What lines of the material below include the string "year"? Copy all of them.

• • • • • • •

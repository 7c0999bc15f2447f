//! Car data repository.
//!
//! Provides the `CarRepository` for driver vehicle records, default car selection, and
//! the administrative verification workflow.

use chrono::Utc;
use entity::sea_orm_active_enums::CarVerificationStatus;
use sea_orm::{
    ActiveModelTrait, ActiveValue, ColumnTrait, ConnectionTrait, DbErr, EntityTrait,
    IntoActiveModel, PaginatorTrait, QueryFilter, QueryOrder,
};

use crate::server::model::car::{Car, CreateCarParams, UpdateCarParams};

pub struct CarRepository<'a, C: ConnectionTrait> {
    db: &'a C,
}

impl<'a, C: ConnectionTrait> CarRepository<'a, C> {
    pub fn new(db: &'a C) -> Self {
        Self { db }
    }

    /// Registers a car in `PendingVerification` status.
    ///
    /// # Arguments
    /// - `params` - Car details with the owning driver
    /// - `is_default` - Whether the car becomes the driver's default
    ///
    /// # Returns
    /// - `Ok(Car)` - The created car
    /// - `Err(DbErr)` - Database error, including a duplicate license plate
    pub async fn create(&self, params: CreateCarParams, is_default: bool) -> Result<Car, DbErr> {
        let now = Utc::now();
        let entity = entity::car::ActiveModel {
            driver_id: ActiveValue::Set(params.driver_id),
            make: ActiveValue::Set(params.make),
            model: ActiveValue::Set(params.model),
            year: ActiveValue::Set(params.year),
            color: ActiveValue::Set(params.color),
            license_plate: ActiveValue::Set(params.license_plate),
            seats_count: ActiveValue::Set(params.seats_count),
            comfort_level: ActiveValue::Set(params.comfort_level),
            verification_status: ActiveValue::Set(CarVerificationStatus::PendingVerification),
            rejection_reason: ActiveValue::Set(None),
            is_default: ActiveValue::Set(is_default),
            created_at: ActiveValue::Set(now),
            updated_at: ActiveValue::Set(now),
            ..Default::default()
        }
        .insert(self.db)
        .await?;

        Ok(Car::from_entity(entity))
    }

    pub async fn find_by_id(&self, id: i32) -> Result<Option<Car>, DbErr> {
        let entity = entity::prelude::Car::find_by_id(id).one(self.db).await?;

        Ok(entity.map(Car::from_entity))
    }

    /// Finds the car registered under a normalized license plate.
    pub async fn find_by_plate(&self, license_plate: &str) -> Result<Option<Car>, DbErr> {
        let entity = entity::prelude::Car::find()
            .filter(entity::car::Column::LicensePlate.eq(license_plate))
            .one(self.db)
            .await?;

        Ok(entity.map(Car::from_entity))
    }

    /// Gets a driver's cars, default car first.
    pub async fn get_by_driver(&self, driver_id: i32) -> Result<Vec<Car>, DbErr> {
        let cars = entity::prelude::Car::find()
            .filter(entity::car::Column::DriverId.eq(driver_id))
            .order_by_desc(entity::car::Column::IsDefault)
            .order_by_asc(entity::car::Column::Id)
            .all(self.db)
            .await?;

        Ok(cars.into_iter().map(Car::from_entity).collect())
    }

    pub async fn count_by_driver(&self, driver_id: i32) -> Result<u64, DbErr> {
        entity::prelude::Car::find()
            .filter(entity::car::Column::DriverId.eq(driver_id))
            .count(self.db)
            .await
    }

    /// Applies a partial update.
    ///
    /// A changed license plate resets verification to `PendingVerification`.
    ///
    /// # Returns
    /// - `Ok(Car)` - The updated car
    /// - `Err(DbErr::RecordNotFound)` - No car with that ID
    pub async fn update(&self, id: i32, params: UpdateCarParams) -> Result<Car, DbErr> {
        let existing = self.find_entity(id).await?;
        let plate_changed = params
            .license_plate
            .as_ref()
            .is_some_and(|plate| *plate != existing.license_plate);

        let mut car = existing.into_active_model();
        if let Some(make) = params.make {
            car.make = ActiveValue::Set(make);
        }
        if let Some(model) = params.model {
            car.model = ActiveValue::Set(model);
        }
        if let Some(year) = params.year {
            car.year = ActiveValue::Set(Some(year));
        }
        if let Some(color) = params.color {
            car.color = ActiveValue::Set(Some(color));
        }
        if let Some(seats_count) = params.seats_count {
            car.seats_count = ActiveValue::Set(seats_count);
        }
        if let Some(comfort_level) = params.comfort_level {
            car.comfort_level = ActiveValue::Set(comfort_level);
        }
        if let Some(license_plate) = params.license_plate {
            car.license_plate = ActiveValue::Set(license_plate);
        }
        if plate_changed {
            car.verification_status = ActiveValue::Set(CarVerificationStatus::PendingVerification);
            car.rejection_reason = ActiveValue::Set(None);
        }
        car.updated_at = ActiveValue::Set(Utc::now());

        Ok(Car::from_entity(car.update(self.db).await?))
    }

    pub async fn delete(&self, id: i32) -> Result<(), DbErr> {
        entity::prelude::Car::delete_by_id(id).exec(self.db).await?;
        Ok(())
    }

    /// Makes `car_id` the only default car of `driver_id`.
    pub async fn set_default(&self, driver_id: i32, car_id: i32) -> Result<(), DbErr> {
        entity::prelude::Car::update_many()
            .filter(entity::car::Column::DriverId.eq(driver_id))
            .col_expr(
                entity::car::Column::IsDefault,
                sea_orm::sea_query::Expr::value(false),
            )
            .exec(self.db)
            .await?;

        entity::prelude::Car::update_many()
            .filter(entity::car::Column::Id.eq(car_id))
            .filter(entity::car::Column::DriverId.eq(driver_id))
            .col_expr(
                entity::car::Column::IsDefault,
                sea_orm::sea_query::Expr::value(true),
            )
            .exec(self.db)
            .await?;
        Ok(())
    }

    /// Records an administrative verification decision.
    ///
    /// # Arguments
    /// - `id` - Car ID
    /// - `status` - `Approved` or `Rejected`
    /// - `reason` - Rejection reason, cleared on approval
    pub async fn set_verification(
        &self,
        id: i32,
        status: CarVerificationStatus,
        reason: Option<String>,
    ) -> Result<Car, DbErr> {
        let mut car = self.find_entity(id).await?.into_active_model();
        car.verification_status = ActiveValue::Set(status);
        car.rejection_reason = ActiveValue::Set(reason);
        car.updated_at = ActiveValue::Set(Utc::now());

        Ok(Car::from_entity(car.update(self.db).await?))
    }

    /// Gets cars awaiting verification, oldest first.
    pub async fn get_pending_paginated(
        &self,
        page: u64,
        per_page: u64,
    ) -> Result<(Vec<Car>, u64), DbErr> {
        let paginator = entity::prelude::Car::find()
            .filter(
                entity::car::Column::VerificationStatus
                    .eq(CarVerificationStatus::PendingVerification),
            )
            .order_by_asc(entity::car::Column::CreatedAt)
            .paginate(self.db, per_page);

        let total = paginator.num_items().await?;
        let cars = paginator.fetch_page(page).await?;

        Ok((cars.into_iter().map(Car::from_entity).collect(), total))
    }

    async fn find_entity(&self, id: i32) -> Result<entity::car::Model, DbErr> {
        entity::prelude::Car::find_by_id(id)
            .one(self.db)
            .await?
            .ok_or_else(|| DbErr::RecordNotFound(format!("Car with id {} not found", id)))
    }
}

• • • • • • •

Problem solution =
            year: ActiveValue::Set(params.year),
        if let Some(year) = params.year {
            car.year = ActiveValue::Set(Some(year));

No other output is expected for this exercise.